Dr Peter Gordon (left), a consultant psychiatrist, knows first-hand how hard it be to speak out about withdrawal. He was prescribed the antidepressant Paroxetine (Seroxat) in 1998 for social anxiety and sleep disturbance, but ended up being sectioned with psychosis when he later tapered himself off it over an 18 month period.

It was so severe I was hospitalised in a psychiatric unit,” said Dr Gordon, who now works as an old age psychiatrist, “I was tried on various medications and eventually I was put back on Seroxat and, quite frankly, I’m scared shitless to try and come off it now.”

Despite his own experience, he was reluctant to raise the issue with colleagues and feels there is a widespread “head in the sand” attitude to the potential scale of the problem. “I found it extremely difficult and for many years I just didn’t talk with my colleagues about it because I just knew I wouldn’t be believed. I would be seen as less credible and when I’ve raised it in meetings I’ve not had a good reception. If I had that problem revealing my experiences and learning over time, what might patients have?

I’m not a pill-shamer. I’m not anti-medicine. I’m not anti-psychiatry. I’m a questioning psychiatrist. The evidence we’ve got insufficient to explain this so we should be listening to the evidence of the many people who have been brave enough to come forward now. I think it will take another ten years to know the scale of this issue but I think it’s much, much bigger than psychiatry ever wanted to acknowledge it to be.”

Glasgow GP Dr Des Spence (right) says that too many patients “find it impossible to stop them“. As a result, Dr Spence and his colleagues at the Barclay Medical Group have a blanket ban on initiating antidepressants on a patient’s first presentation and employ their own mental health staff to cut the waiting time for counselling.

It may sound odd but it’s actually quite an effective way of reducing their initial use,” said Dr Spence. “People present in crisis, they offload, you can give them directions to other services, lifestyle advice, and then when you see them again they are often much better.

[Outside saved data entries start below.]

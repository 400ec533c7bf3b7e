// SPDX-License-Identifier: PMPL-1.0-or-later
// Copyright (c) 2026 Jonathan D.A. Jewell (hyperpolymath) <jonathan.jewell@open.ac.uk>
//
// Image module: colour normalisation, scaling, and JPEG/PNG encoding.

pub mod processor;

pub use processor::{EncodedImage, ImageProcessor};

So we’ve found this practice – of not initiating antidepressants at the first consultation – goes a long way to reducing their use.”

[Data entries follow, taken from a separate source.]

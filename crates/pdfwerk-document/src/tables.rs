// SPDX-License-Identifier: PMPL-1.0-or-later
// Copyright (c) 2026 Jonathan D.A. Jewell (hyperpolymath) <jonathan.jewell@open.ac.uk>
//
// Table detection on extracted page text, and workbook export of the result.
//
// A table is a run of at least two consecutive lines that split into the
// same number (two or more) of cells, cells being separated by a tab or by
// two or more spaces.

use std::path::Path;

use pdfwerk_core::error::{PdfwerkError, Result};
use rust_xlsxwriter::{Workbook, XlsxError};
use tracing::{debug, info};

/// Minimum rows before a run of aligned lines counts as a table.
const MIN_ROWS: usize = 2;

/// A table found on one page.
#[derive(Debug, Clone, PartialEq, Eq)]
pub struct Table {
    /// 1-based page the table was found on.
    pub page: u32,
    pub rows: Vec<Vec<String>>,
}

impl Table {
    pub fn columns(&self) -> usize {
        self.rows.first().map_or(0, Vec::len)
    }
}

/// Split a line into cells on tabs and runs of two or more spaces.
///
/// A tab always closes a cell, so consecutive tabs keep the blank cell
/// between them. Blank cells at either end of the line are dropped.
fn split_cells(line: &str) -> Vec<String> {
    let mut cells = Vec::new();
    let mut current = String::new();
    let mut spaces = 0;

    for ch in line.trim().chars() {
        match ch {
            '\t' => {
                cells.push(std::mem::take(&mut current));
                spaces = 0;
            }
            ' ' => spaces += 1,
            _ => {
                if spaces >= 2 && !current.is_empty() {
                    cells.push(std::mem::take(&mut current));
                } else if spaces > 0 && !current.is_empty() {
                    current.push(' ');
                }
                spaces = 0;
                current.push(ch);
            }
        }
    }
    cells.push(current);

    let mut cells: Vec<String> = cells.into_iter().map(|cell| cell.trim().to_string()).collect();
    while cells.last().is_some_and(String::is_empty) {
        cells.pop();
    }
    let leading = cells.iter().take_while(|cell| cell.is_empty()).count();
    cells.drain(..leading);
    cells
}

/// Find the tables in one page's text.
pub fn detect_tables(page: u32, text: &str) -> Vec<Table> {
    let mut tables = Vec::new();
    let mut run: Vec<Vec<String>> = Vec::new();

    let mut flush = |run: &mut Vec<Vec<String>>| {
        if run.len() >= MIN_ROWS {
            tables.push(Table {
                page,
                rows: std::mem::take(run),
            });
        } else {
            run.clear();
        }
    };

    for line in text.lines() {
        let cells = split_cells(line);
        let continues = cells.len() >= 2 && run.first().is_none_or(|row| row.len() == cells.len());
        if !continues {
            flush(&mut run);
        }
        if cells.len() >= 2 {
            run.push(cells);
        }
    }
    flush(&mut run);

    debug!(page, found = tables.len(), "Tables detected");
    tables
}

fn workbook_error(err: XlsxError) -> PdfwerkError {
    PdfwerkError::OfficeError(format!("failed to write workbook: {err}"))
}

/// Write `tables` to an xlsx workbook, one sheet per table named
/// `Table_N`. No header row is assumed; blank cells stay empty.
pub fn write_workbook(tables: &[Table], output: &Path) -> Result<()> {
    let mut workbook = Workbook::new();

    for (index, table) in tables.iter().enumerate() {
        let worksheet = workbook.add_worksheet();
        worksheet
            .set_name(format!("Table_{}", index + 1))
            .map_err(workbook_error)?;

        for (row, cells) in table.rows.iter().enumerate() {
            let row = u32::try_from(row).map_err(|_| {
                PdfwerkError::OfficeError(format!("table {} has too many rows", index + 1))
            })?;
            for (col, cell) in cells.iter().enumerate() {
                if cell.is_empty() {
                    continue;
                }
                let col = u16::try_from(col).map_err(|_| {
                    PdfwerkError::OfficeError(format!("table {} has too many columns", index + 1))
                })?;
                worksheet
                    .write_string(row, col, cell.as_str())
                    .map_err(workbook_error)?;
            }
        }
    }

    workbook.save(output).map_err(workbook_error)?;
    info!(sheets = tables.len(), output = %output.display(), "Workbook written");
    Ok(())
}

#[cfg(test)]
mod tests {
    use super::*;
    use calamine::{Data, Reader, Xlsx, open_workbook};

    #[test]
    fn cells_split_on_wide_gaps_only() {
        assert_eq!(
            split_cells("Unit price   Qty\tTotal"),
            vec!["Unit price", "Qty", "Total"]
        );
        assert_eq!(split_cells("plain sentence here"), vec!["plain sentence here"]);
        assert!(split_cells("   ").is_empty());
    }

    #[test]
    fn blank_tab_cells_are_kept() {
        assert_eq!(split_cells("Bob\t\tParis"), vec!["Bob", "", "Paris"]);
        assert_eq!(split_cells("a\t  b"), vec!["a", "b"]);
        assert_eq!(split_cells("\tx\ty\t\t"), vec!["x", "y"]);
    }

    #[test]
    fn table_with_a_blank_cell_survives() {
        let tables = detect_tables(1, "Name\tAge\tCity\nBob\t\tParis\nAnn\t30\tRome");
        assert_eq!(tables.len(), 1);
        assert_eq!(tables[0].rows.len(), 3);
        assert_eq!(tables[0].rows[1], vec!["Bob", "", "Paris"]);
    }

    #[test]
    fn aligned_lines_form_a_table() {
        let text = "Invoice 42\n\
                    Item    Qty    Price\n\
                    Bolt    10     0.20\n\
                    Nut     25     0.05\n\
                    Thank you for your order";
        let tables = detect_tables(3, text);
        assert_eq!(tables.len(), 1);
        assert_eq!(tables[0].page, 3);
        assert_eq!(tables[0].columns(), 3);
        assert_eq!(tables[0].rows[2], vec!["Nut", "25", "0.05"]);
    }

    #[test]
    fn column_count_change_starts_a_new_table() {
        let text = "a  b\nc  d\nx  y  z\nu  v  w";
        let tables = detect_tables(1, text);
        assert_eq!(tables.len(), 2);
        assert_eq!(tables[1].columns(), 3);
    }

    #[test]
    fn single_aligned_line_is_not_a_table() {
        assert!(detect_tables(1, "Name    Value\nprose follows").is_empty());
        assert!(detect_tables(1, "").is_empty());
    }

    #[test]
    fn workbook_has_a_sheet_per_table() {
        let dir = tempfile::tempdir().unwrap();
        let path = dir.path().join("report_tables.xlsx");
        let tables = vec![
            Table {
                page: 1,
                rows: vec![vec!["a".into(), "b".into()], vec!["1".into(), "2".into()]],
            },
            Table {
                page: 4,
                rows: vec![
                    vec!["x, y".into(), "z".into(), "w".into()],
                    vec!["Bob".into(), "".into(), "Paris".into()],
                ],
            },
        ];
        write_workbook(&tables, &path).unwrap();

        let mut workbook: Xlsx<_> = open_workbook(&path).unwrap();
        assert_eq!(workbook.sheet_names(), vec!["Table_1", "Table_2"]);

        let second = workbook.worksheet_range("Table_2").unwrap();
        assert_eq!(second.get_value((0, 0)), Some(&Data::String("x, y".into())));
        assert_eq!(second.get_value((1, 2)), Some(&Data::String("Paris".into())));
    }
}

In a meeting at the Scottish Parliament earlier this year, Dr John Mitchell, the Scottish Government’s psychiatric adviser, presented no evidence to support his view that severe and life-limiting side effects from withdrawal from prescription drugs such as antidepressants are “very rare”. He did, however, manage to admit that the Scottish Government has no data on how many patients in Scotland are seriously harmed.